As the Orange County Register reported recently, "Huntington Beach residents urged a state agency to require a more comprehensive environmental impact report before the proposed Poseidon desalination plant could receive a new lease on state land." The plant's developers proposed even smaller screens, but that's not enough to satisfy opponents.
Debate over the intake system has been a sticking point. In 2013, the California Coastal Commission staff—an environmentally oriented agency that has ironclad control over developments along the coastline—had called for the construction of cost-prohibitive subsurface water intakes to minimize the harm to these tiny species. Other agencies must also give their OK.

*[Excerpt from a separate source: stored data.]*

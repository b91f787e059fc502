use crate::action::ActionKind;
use crate::item::CanonicalItem;

/// Lifecycle of a bulk action: `Idle -> Running -> Settled`.
#[derive(Debug, Clone, Copy, PartialEq, Eq, Default)]
pub enum BulkPhase {
    #[default]
    Idle,
    Running,
    Settled,
}

#[derive(Debug, Clone, PartialEq)]
pub struct BulkFailure {
    pub item: CanonicalItem,
    pub error: String,
}

/// Settled result of a bulk action, partitioned by outcome.
#[derive(Debug, Clone, PartialEq, Default)]
pub struct BulkOutcome {
    pub succeeded: Vec<CanonicalItem>,
    pub failed: Vec<BulkFailure>,
}

impl BulkOutcome {
    pub fn total(&self) -> usize {
        self.succeeded.len() + self.failed.len()
    }

    pub fn is_complete_success(&self) -> bool {
        self.failed.is_empty()
    }

    pub fn is_complete_failure(&self) -> bool {
        self.succeeded.is_empty() && !self.failed.is_empty()
    }

    pub fn failed_ids(&self) -> impl Iterator<Item = &str> {
        self.failed.iter().map(|failure| failure.item.id.as_str())
    }

    /// Human-readable summary, e.g. `"8 of 10 published, 2 failed"`.
    pub fn summary(&self, action: ActionKind) -> String {
        let base = format!(
            "{} of {} {}",
            self.succeeded.len(),
            self.total(),
            action.past_tense()
        );
        if self.failed.is_empty() {
            base
        } else {
            format!("{base}, {} failed", self.failed.len())
        }
    }
}
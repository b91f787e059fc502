use std::fmt::Display;
use std::future::Future;

use backoffice_core::{ActionKind, BulkFailure, BulkOutcome, CanonicalItem, Resource};
use backoffice_logging::{bo_info, bo_warn};
use futures_util::future::join_all;

use crate::client::ApiClient;
use crate::endpoints::execute_action;

/// Runs `executor` once per target, all concurrently, and waits for every call
/// to settle. Partial failure never aborts the batch; results keep target order.
pub async fn dispatch<F, Fut, E>(
    action: ActionKind,
    targets: Vec<CanonicalItem>,
    executor: F,
) -> BulkOutcome
where
    F: Fn(CanonicalItem) -> Fut,
    Fut: Future<Output = Result<(), E>>,
    E: Display,
{
    let calls = targets.into_iter().map(|item| {
        let call = executor(item.clone());
        async move { (item, call.await) }
    });

    let mut outcome = BulkOutcome::default();
    for (item, result) in join_all(calls).await {
        match result {
            Ok(()) => outcome.succeeded.push(item),
            Err(err) => {
                let error = err.to_string();
                bo_warn!("{} failed for {}: {}", action, item.id, error);
                outcome.failed.push(BulkFailure { item, error });
            }
        }
    }
    bo_info!("Bulk {} settled: {}", action, outcome.summary(action));
    outcome
}

/// [`dispatch`] against the REST API, recording user-facing error messages.
pub async fn dispatch_via_client(
    client: &dyn ApiClient,
    resource: Resource,
    action: ActionKind,
    targets: Vec<CanonicalItem>,
) -> BulkOutcome {
    dispatch(action, targets, |item| async move {
        execute_action(client, resource, action, &item.id)
            .await
            .map_err(|err| err.user_message())
    })
    .await
}
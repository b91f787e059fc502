use std::fmt;
use std::str::FromStr;

use serde::{Deserialize, Serialize};

use crate::action::ActionKind;
use crate::item::{SourceKind, UnknownVariant};

/// Administrative list page.
#[derive(Debug, Clone, Copy, PartialEq, Eq, Hash, Default, Serialize, Deserialize)]
#[serde(rename_all = "lowercase")]
pub enum Resource {
    Roles,
    #[default]
    Annonces,
    Dons,
    Favoris,
}

impl Resource {
    pub const ALL: [Resource; 4] = [
        Resource::Roles,
        Resource::Annonces,
        Resource::Dons,
        Resource::Favoris,
    ];

    pub fn slug(self) -> &'static str {
        match self {
            Resource::Roles => "roles",
            Resource::Annonces => "annonces",
            Resource::Dons => "dons",
            Resource::Favoris => "favoris",
        }
    }

    pub fn source_kind(self) -> SourceKind {
        match self {
            Resource::Roles => SourceKind::Role,
            Resource::Annonces => SourceKind::Listing,
            Resource::Dons => SourceKind::Donation,
            Resource::Favoris => SourceKind::Favorite,
        }
    }

    pub fn supports(self, action: ActionKind) -> bool {
        use ActionKind::*;
        match self {
            Resource::Roles => matches!(action, Activate | Deactivate | Delete),
            Resource::Annonces | Resource::Dons => {
                matches!(action, Publish | Unpublish | Block | Unblock | Delete)
            }
            Resource::Favoris => action == Delete,
        }
    }

    /// Roles are flagged on delete instead of disappearing from the list.
    pub fn soft_deletes(self) -> bool {
        self == Resource::Roles
    }
}

impl fmt::Display for Resource {
    fn fmt(&self, f: &mut fmt::Formatter<'_>) -> fmt::Result {
        f.write_str(self.slug())
    }
}

impl FromStr for Resource {
    type Err = UnknownVariant;

    fn from_str(s: &str) -> Result<Self, Self::Err> {
        let wanted = s.trim().to_ascii_lowercase();
        Resource::ALL
            .into_iter()
            .find(|resource| resource.slug() == wanted)
            .ok_or_else(|| UnknownVariant(s.to_string()))
    }
}
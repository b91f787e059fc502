use std::collections::BTreeSet;

/// Ids of the rows the user has ticked.
///
/// Ids are not checked against the list on insert; stale ones are pruned by
/// [`Selection::retain_known`] when the list is reloaded.
#[derive(Debug, Clone, PartialEq, Eq, Default)]
pub struct Selection {
    selected: BTreeSet<String>,
}

impl Selection {
    pub fn new() -> Self {
        Self::default()
    }

    pub fn toggle_one(&mut self, id: &str) {
        if !self.selected.remove(id) {
            self.selected.insert(id.to_string());
        }
    }

    /// Deselects every visible id when all of them are selected, otherwise
    /// selects them all. Ids outside `visible_ids` are left alone.
    pub fn toggle_all_visible<S: AsRef<str>>(&mut self, visible_ids: &[S]) {
        if self.is_all_visible_selected(visible_ids) {
            for id in visible_ids {
                self.selected.remove(id.as_ref());
            }
        } else {
            self.selected
                .extend(visible_ids.iter().map(|id| id.as_ref().to_string()));
        }
    }

    pub fn clear(&mut self) {
        self.selected.clear();
    }

    pub fn is_all_visible_selected<S: AsRef<str>>(&self, visible_ids: &[S]) -> bool {
        !visible_ids.is_empty()
            && visible_ids
                .iter()
                .all(|id| self.selected.contains(id.as_ref()))
    }

    pub fn is_selected(&self, id: &str) -> bool {
        self.selected.contains(id)
    }

    /// Drops ids the current list no longer contains.
    pub fn retain_known<'a>(&mut self, known: impl IntoIterator<Item = &'a str>) {
        let known: BTreeSet<&str> = known.into_iter().collect();
        self.selected.retain(|id| known.contains(id.as_str()));
    }

    /// Replaces the selection with exactly `ids`.
    pub fn replace<I, S>(&mut self, ids: I)
    where
        I: IntoIterator<Item = S>,
        S: Into<String>,
    {
        self.selected = ids.into_iter().map(Into::into).collect();
    }

    pub fn len(&self) -> usize {
        self.selected.len()
    }

    pub fn is_empty(&self) -> bool {
        self.selected.is_empty()
    }

    pub fn ids(&self) -> impl Iterator<Item = &str> {
        self.selected.iter().map(String::as_str)
    }
}
use std::fs;
use std::io;
use std::path::{Path, PathBuf};
use std::time::Duration;

use backoffice_core::{
    ItemType, Msg, Resource, SortDirection, SortKey, StatusFilter, TypeFilter, DEFAULT_PAGE_SIZE,
};
use backoffice_engine::ClientSettings;
use backoffice_logging::{parse_level, LevelFilter};
use serde::{Deserialize, Serialize};

use crate::logging::LogDestination;

pub const CONFIG_PATH_ENV: &str = "BACKOFFICE_CONFIG";
pub const API_URL_ENV: &str = "BACKOFFICE_API_URL";
pub const TOKEN_ENV: &str = "BACKOFFICE_TOKEN";
const DEFAULT_CONFIG_PATH: &str = "./backoffice.ron";

#[derive(Debug, thiserror::Error)]
pub enum ConfigError {
    #[error("could not read {}: {}", .path.display(), .source)]
    Read {
        path: PathBuf,
        #[source]
        source: io::Error,
    },
    #[error("invalid configuration in {}: {}", .path.display(), .source)]
    Parse {
        path: PathBuf,
        #[source]
        source: ron::error::SpannedError,
    },
    #[error("unknown log level {0:?}")]
    LogLevel(String),
    #[error("unknown item type {0:?}")]
    ItemType(String),
}

#[derive(Debug, Clone, PartialEq, Eq, Serialize, Deserialize)]
#[serde(default)]
pub struct ApiConfig {
    pub base_url: String,
    pub bearer_token: Option<String>,
    pub connect_timeout_ms: u64,
    pub request_timeout_ms: u64,
}

impl Default for ApiConfig {
    fn default() -> Self {
        let settings = ClientSettings::default();
        Self {
            base_url: settings.base_url,
            bearer_token: settings.bearer_token,
            connect_timeout_ms: settings.connect_timeout.as_millis() as u64,
            request_timeout_ms: settings.request_timeout.as_millis() as u64,
        }
    }
}

#[derive(Debug, Clone, Copy, PartialEq, Eq, Serialize, Deserialize)]
pub struct SortConfig {
    pub key: SortKey,
    #[serde(default)]
    pub direction: SortDirection,
}

/// Driver configuration, read from a RON file.
#[derive(Debug, Clone, PartialEq, Eq, Serialize, Deserialize)]
#[serde(default)]
pub struct AppConfig {
    pub api: ApiConfig,
    pub resource: Resource,
    pub page_size: usize,
    pub log_level: String,
    pub log_destination: LogDestination,
    pub search: Option<String>,
    pub status: Option<String>,
    pub item_type: Option<String>,
    pub sort: Option<SortConfig>,
}

impl Default for AppConfig {
    fn default() -> Self {
        Self {
            api: ApiConfig::default(),
            resource: Resource::default(),
            page_size: DEFAULT_PAGE_SIZE,
            log_level: "info".to_string(),
            log_destination: LogDestination::default(),
            search: None,
            status: None,
            item_type: None,
            sort: None,
        }
    }
}

impl AppConfig {
    /// Reads `$BACKOFFICE_CONFIG` (or `./backoffice.ron`) and applies the
    /// environment overrides.
    pub fn load() -> Result<Self, ConfigError> {
        let path = std::env::var_os(CONFIG_PATH_ENV)
            .map(PathBuf::from)
            .unwrap_or_else(|| PathBuf::from(DEFAULT_CONFIG_PATH));
        let mut config = Self::load_from(&path)?;
        config.apply_overrides(|key| std::env::var(key).ok());
        Ok(config)
    }

    /// A missing file yields the defaults.
    pub fn load_from(path: &Path) -> Result<Self, ConfigError> {
        let content = match fs::read_to_string(path) {
            Ok(text) => text,
            Err(err) if err.kind() == io::ErrorKind::NotFound => return Ok(Self::default()),
            Err(source) => {
                return Err(ConfigError::Read {
                    path: path.to_path_buf(),
                    source,
                })
            }
        };
        ron::from_str(&content).map_err(|source| ConfigError::Parse {
            path: path.to_path_buf(),
            source,
        })
    }

    pub fn apply_overrides(&mut self, lookup: impl Fn(&str) -> Option<String>) {
        if let Some(url) = lookup(API_URL_ENV).filter(|value| !value.trim().is_empty()) {
            self.api.base_url = url;
        }
        if let Some(token) = lookup(TOKEN_ENV).filter(|value| !value.trim().is_empty()) {
            self.api.bearer_token = Some(token);
        }
    }

    pub fn client_settings(&self) -> ClientSettings {
        ClientSettings {
            base_url: self.api.base_url.clone(),
            bearer_token: self.api.bearer_token.clone(),
            connect_timeout: Duration::from_millis(self.api.connect_timeout_ms),
            request_timeout: Duration::from_millis(self.api.request_timeout_ms),
        }
    }

    pub fn log_level(&self) -> Result<LevelFilter, ConfigError> {
        parse_level(&self.log_level).ok_or_else(|| ConfigError::LogLevel(self.log_level.clone()))
    }

    /// Messages that put a fresh page into the configured starting view.
    pub fn initial_messages(&self) -> Result<Vec<Msg>, ConfigError> {
        let mut messages = Vec::new();
        if let Some(search) = &self.search {
            messages.push(Msg::SearchChanged(search.clone()));
        }
        if let Some(status) = &self.status {
            messages.push(Msg::StatusFilterChanged(StatusFilter::Only(status.clone())));
        }
        if let Some(name) = &self.item_type {
            let item_type: ItemType = name
                .parse()
                .map_err(|_| ConfigError::ItemType(name.clone()))?;
            messages.push(Msg::TypeFilterChanged(TypeFilter::Only(item_type)));
        }
        if let Some(sort) = self.sort {
            messages.push(Msg::SortRequested(sort.key));
            // A repeated request on the same key flips the direction.
            if sort.direction == SortDirection::Descending {
                messages.push(Msg::SortRequested(sort.key));
            }
        }
        Ok(messages)
    }
}

#[cfg(test)]
mod tests {
    use super::*;
    use pretty_assertions::assert_eq;

    #[test]
    fn missing_file_gives_defaults() {
        let dir = tempfile::tempdir().unwrap();
        let config = AppConfig::load_from(&dir.path().join("absent.ron")).unwrap();
        assert_eq!(config, AppConfig::default());
        assert_eq!(config.page_size, 10);
        assert_eq!(config.resource, Resource::Annonces);
    }

    #[test]
    fn partial_file_keeps_other_defaults() {
        let dir = tempfile::tempdir().unwrap();
        let path = dir.path().join("backoffice.ron");
        fs::write(
            &path,
            r#"(
                api: (base_url: "https://admin.example.org/api", bearer_token: Some("t0k")),
                resource: dons,
                page_size: 25,
                log_destination: Both,
                sort: Some((key: created_at, direction: descending)),
            )"#,
        )
        .unwrap();

        let config = AppConfig::load_from(&path).unwrap();

        assert_eq!(config.resource, Resource::Dons);
        assert_eq!(config.page_size, 25);
        assert_eq!(config.log_destination, LogDestination::Both);
        assert_eq!(config.api.bearer_token.as_deref(), Some("t0k"));
        assert_eq!(config.api.request_timeout_ms, 30_000);
        assert_eq!(config.log_level, "info");
        assert_eq!(
            config.sort,
            Some(SortConfig {
                key: SortKey::CreatedAt,
                direction: SortDirection::Descending
            })
        );
    }

    #[test]
    fn broken_file_is_a_parse_error() {
        let dir = tempfile::tempdir().unwrap();
        let path = dir.path().join("backoffice.ron");
        fs::write(&path, "(page_size: \"ten\")").unwrap();

        let err = AppConfig::load_from(&path).unwrap_err();
        assert!(matches!(err, ConfigError::Parse { .. }), "{err}");
    }

    #[test]
    fn environment_overrides_api_access() {
        let mut config = AppConfig::default();
        config.apply_overrides(|key| match key {
            API_URL_ENV => Some("https://staging.example.org/api".to_string()),
            TOKEN_ENV => Some("   ".to_string()),
            _ => None,
        });

        assert_eq!(config.api.base_url, "https://staging.example.org/api");
        assert_eq!(config.api.bearer_token, None);

        let settings = config.client_settings();
        assert_eq!(settings.request_timeout, Duration::from_secs(30));
    }

    #[test]
    fn initial_messages_follow_the_config() {
        let config = AppConfig {
            search: Some("lampe".to_string()),
            item_type: Some("don".to_string()),
            sort: Some(SortConfig {
                key: SortKey::Title,
                direction: SortDirection::Descending,
            }),
            ..AppConfig::default()
        };

        assert_eq!(
            config.initial_messages().unwrap(),
            vec![
                Msg::SearchChanged("lampe".to_string()),
                Msg::TypeFilterChanged(TypeFilter::Only(ItemType::Donation)),
                Msg::SortRequested(SortKey::Title),
                Msg::SortRequested(SortKey::Title),
            ]
        );

        let bad = AppConfig {
            item_type: Some("spaceship".to_string()),
            ..AppConfig::default()
        };
        assert!(matches!(bad.initial_messages(), Err(ConfigError::ItemType(_))));
    }

    #[test]
    fn log_level_is_validated() {
        let mut config = AppConfig::default();
        assert_eq!(config.log_level().unwrap(), LevelFilter::Info);
        config.log_level = "chatty".to_string();
        assert!(config.log_level().is_err());
    }
}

Desalination plants take water from the ocean and filter it to create clean drinking water, so critics have focused on the nature of these water intakes as they try to stop construction. The project wants to use the existing water intake pipe from the old neighboring power plant.
The project has been in the planning stages for many years, as its developers navigate the political approval process, produce environmental impact reports and try to get regulatory approval. The plant is similar to one that opened in Carlsbad in San Diego County, but the political makeup of the coastal commission has changed since that one got its approval. Poseidon Water, which has had the lease for the site since 2010, continues its efforts to get approval for the privately funded $350-million project—a source of jobs as well as water.
The company has spent $1.6 million in lobbying and campaign contributions for its Southern California plans, according to a Los Angeles Times report. It's hard to criticize the company for spending money on the political process, given that without political approval the projects would never come to fruition. It's a statement on what's required to build infrastructure these days. The approval process is more time consuming than the construction of the plant.
Even during the worst part of the drought, San Diego water officials had so much available water they didn't have places to store it. Foes of desalination say it's proof that these new water supplies aren't really needed, but it's only proof that good planning—i.e., building needed infrastructure despite all the obstacles—remains the best solution for dealing with current and future droughts.
I've got nothing against plankton, which are a necessary part of the food chain. I'm not against reasonable measures to save any manner of wildlife, but these fights fundamentally aren't about larvae, salmon, trout and smelt. They are about growth. No-growth activists have long understood that the battle over water sources is a battle over people. The critters are just pawns in this tiresome game.
"(N)ew California regulations (from the state water board) governing desalination plants make subsurface intakes mandatory unless it can be shown they're not economically and/or technically feasible," reported Water Deeply. "The new rules—the only such regulations in the world—are forcing additional delays for the proposed plant, which has been seeking state permits since 2001." The publication puts the issue in stark terms: The Huntington Beach battle is about the future of desalination in the state, and the future of several other proposed plants along the coast.
That's an important battle for those of us who want to assure enough water in this state so that our kids and grandkids have a prosperous future here. There's no question which side we should choose: Let's put people over plankton.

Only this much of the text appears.